She would shuffle down in her little slippers every day, and I would say, "Hey, can you wear the same thing?" She never would because she never wanted to wear the same thing. She would come in some sort of white flowy negligee or dress or nightgown or sweater, and she would sit on this white couch in her beach house and we would just start chatting. Normally in a doc, you do warm-up interviews to start making people feel comfortable and it often takes months. From the very first moment Pamela sat on that white couch, in her white dress, she was just in it and ready to open up. I would love to take credit and say I had to spend months winning her trust. No. Pamela is a very trusting person. She was a very open book and she was ready to do this. There wasn't one time that Pamela ever said, "Cut the cameras," or "I don't want to talk about that," or "How are you going to use that in the documentary?" She was very opened in that way. You couldn't ask for a better documentary subject.
How you capture Anderson's treatment by the media, the industry and her partners is mostly through archival footage. You also don't feature many talking heads outside of four family members. Why did you make that decision and did you go out to anyone else for comment?
We didn't go out to anyone else. I'm always sussing out celebs, if I meet with them, on what kind of doc they want. I was very drawn to Pamela magnetically in the way that she didn't have questions about the doc. The only conversations we would ever have, and I would remind her a lot while we were making it, were: let's make the anti-celebrity documentary.

To me, she's this larger-than-life icon, so it felt like she would want the slickest, most overproduced celebrity doc that it could be -- tons of hair and makeup, lighted interviews and journalists, pundits and experts weighing in on all these things. She's like, "I hate that shit," and I'm like, "I hate making that shit, so can we make something really raw, kind of bootleg, just me with my camera, almost like the films I got to make in college?" She's like, "I love stuff like that."
I remember asking her how we deal with hair and makeup. She laughed and was like, "I don't get hair and makeup done on my island. I do it myself." At that point, I didn't know she also dyed her own hair from a box at the drugstore, which she has her entire life. She's also done her makeup her entire career. She would get nervous if this was going to be one of those things, like she said, "I saw so-and-so's documentary and it was so cringe-worthy, it felt so contrived and messaged." And I would always say, "No Pamela, perhaps to a fault, this documentary is gonna be raw. It's not gonna feel overproduced." I'm lucky that Netflix supported that too because this was a big doc for all of us. They were willing to let me do that really running-and-gun, hands-on style.

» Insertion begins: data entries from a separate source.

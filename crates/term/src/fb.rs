//! Framebuffer and style types for terminal rendering.

use std::fmt;

/// 24-bit RGB color.
#[derive(Debug, Clone, Copy, PartialEq, Eq, Default, Hash)]
pub struct Rgb {
    pub r: u8,
    pub g: u8,
    pub b: u8,
}

impl Rgb {
    pub const BLACK: Rgb = Rgb::new(0, 0, 0);

    pub const fn new(r: u8, g: u8, b: u8) -> Self {
        Self { r, g, b }
    }

    pub const fn grey(level: u8) -> Self {
        Self::new(level, level, level)
    }
}

/// Minimal per-cell styling.
#[derive(Debug, Clone, Copy, PartialEq, Eq)]
pub struct CellStyle {
    pub fg: Rgb,
    pub bg: Rgb,
    pub bold: bool,
}

impl CellStyle {
    pub const fn new(fg: Rgb, bg: Rgb) -> Self {
        Self { fg, bg, bold: false }
    }
}

impl Default for CellStyle {
    fn default() -> Self {
        Self::new(Rgb::new(220, 220, 220), Rgb::BLACK)
    }
}

/// A single terminal cell.
#[derive(Debug, Clone, Copy, PartialEq, Eq)]
pub struct Cell {
    pub ch: char,
    pub style: CellStyle,
}

impl Default for Cell {
    fn default() -> Self {
        Self {
            ch: ' ',
            style: CellStyle::default(),
        }
    }
}

/// 2D framebuffer of styled character cells.
#[derive(Debug, Clone, PartialEq, Eq)]
pub struct FrameBuffer {
    width: u16,
    height: u16,
    cells: Vec<Cell>,
}

impl FrameBuffer {
    pub fn new(width: u16, height: u16) -> Self {
        let len = (width as usize) * (height as usize);
        Self {
            width,
            height,
            cells: vec![Cell::default(); len],
        }
    }

    pub fn width(&self) -> u16 {
        self.width
    }

    pub fn height(&self) -> u16 {
        self.height
    }

    /// Resize, keeping the allocation when it is large enough.
    pub fn resize(&mut self, width: u16, height: u16) {
        if self.width == width && self.height == height {
            return;
        }
        self.width = width;
        self.height = height;
        self.cells
            .resize((width as usize) * (height as usize), Cell::default());
    }

    pub fn cells(&self) -> &[Cell] {
        &self.cells
    }

    #[inline(always)]
    fn idx(&self, x: u16, y: u16) -> Option<usize> {
        if x >= self.width || y >= self.height {
            return None;
        }
        Some((y as usize) * (self.width as usize) + (x as usize))
    }

    pub fn get(&self, x: u16, y: u16) -> Option<Cell> {
        self.idx(x, y).map(|i| self.cells[i])
    }

    pub fn set(&mut self, x: u16, y: u16, cell: Cell) {
        if let Some(i) = self.idx(x, y) {
            self.cells[i] = cell;
        }
    }

    pub fn clear(&mut self, cell: Cell) {
        self.cells.fill(cell);
    }

    pub fn put_char(&mut self, x: u16, y: u16, ch: char, style: CellStyle) {
        self.set(x, y, Cell { ch, style });
    }

    /// Write a string left to right, clipped at the right edge. Returns the
    /// column after the last character written.
    pub fn put_str(&mut self, x: u16, y: u16, s: &str, style: CellStyle) -> u16 {
        let mut w = CellWriter {
            fb: self,
            x,
            y,
            style,
        };
        let _ = fmt::Write::write_str(&mut w, s);
        w.x
    }

    /// Like [`FrameBuffer::put_str`] but formats in place without allocating.
    pub fn put_fmt(&mut self, x: u16, y: u16, args: fmt::Arguments<'_>, style: CellStyle) -> u16 {
        let mut w = CellWriter {
            fb: self,
            x,
            y,
            style,
        };
        let _ = fmt::write(&mut w, args);
        w.x
    }

    /// Row text, for tests and debugging.
    pub fn row_text(&self, y: u16) -> String {
        (0..self.width)
            .filter_map(|x| self.get(x, y).map(|c| c.ch))
            .collect()
    }
}

struct CellWriter<'a> {
    fb: &'a mut FrameBuffer,
    x: u16,
    y: u16,
    style: CellStyle,
}

impl fmt::Write for CellWriter<'_> {
    fn write_str(&mut self, s: &str) -> fmt::Result {
        for ch in s.chars() {
            if self.x >= self.fb.width {
                break;
            }
            self.fb.put_char(self.x, self.y, ch, self.style);
            self.x += 1;
        }
        Ok(())
    }
}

And Pamela, she loves that.
Two of the people you feature are her parents, the other two are her sons, Brandon and Dylan, who are the only ones who weigh in on whether Anderson should have profited off of the sale of her stolen tape. Why those four voices and why did you want to include her sons weighing in on her response to the tape?

That's why the only four people in the film are the parents and the sons. The ex-husbands, sure, they're all fascinating. They're all famous. But they're all in the archival, and I felt like they could shine through. From the very beginning, even before I knew anything about Pamela, I remember being fascinated with, who are Pamela Anderson's parents? Who birthed her and what are they like? Likewise, I remember thinking, what is it like for Pamela Anderson to be your mom? Both of those questions were super interesting to me from both sides of her life.
That's why we use the parents to begin it, and the sons to end it. Anyone on my crew, or even anyone that I would see meet Pamela, would be like, "That woman is so relatable." My office was all women. I was the only dude. They were all ages, from their 20s to their 60s. And everyone would watch the footage and relate to Pamela in some way that they never would expect to relate to a mega-celebrity. Her life is just like all of our lives. It's rooted in the relationship of her parents and how they raised her, and it has had ripple effects throughout her life.
And her progeny, her sons, are dealing with that now. You see the impact on them. Again, it's a Cinderella story on steroids. So these are parents having to watch their daughter in Playboy and then on Baywatch. These are sons who have two of the most famous parents in the world and the first viral sex tape. But it really is a story of family and how family affects the next generation in a lot of ways.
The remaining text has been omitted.